■ TO DO
Whenever a line in the data below includes the string "classy", copy it out.

Entries taken from a collection:

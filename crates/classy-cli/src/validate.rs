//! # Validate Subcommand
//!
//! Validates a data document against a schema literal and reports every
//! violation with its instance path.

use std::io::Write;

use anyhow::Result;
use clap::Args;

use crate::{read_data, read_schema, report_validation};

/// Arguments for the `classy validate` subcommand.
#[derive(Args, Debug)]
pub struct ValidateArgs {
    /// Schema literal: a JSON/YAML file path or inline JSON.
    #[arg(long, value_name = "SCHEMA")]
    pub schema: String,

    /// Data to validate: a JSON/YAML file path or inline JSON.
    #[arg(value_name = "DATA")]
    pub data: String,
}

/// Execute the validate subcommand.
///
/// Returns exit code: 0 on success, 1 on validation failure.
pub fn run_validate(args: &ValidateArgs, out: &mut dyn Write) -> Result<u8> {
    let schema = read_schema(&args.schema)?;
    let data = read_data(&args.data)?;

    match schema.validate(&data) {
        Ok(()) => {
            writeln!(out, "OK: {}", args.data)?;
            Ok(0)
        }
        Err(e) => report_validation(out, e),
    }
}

■ RESULT OF THIS EXERCISE
filename crates/classy-cli/src/validate.rs
/// Arguments for the `classy validate` subcommand.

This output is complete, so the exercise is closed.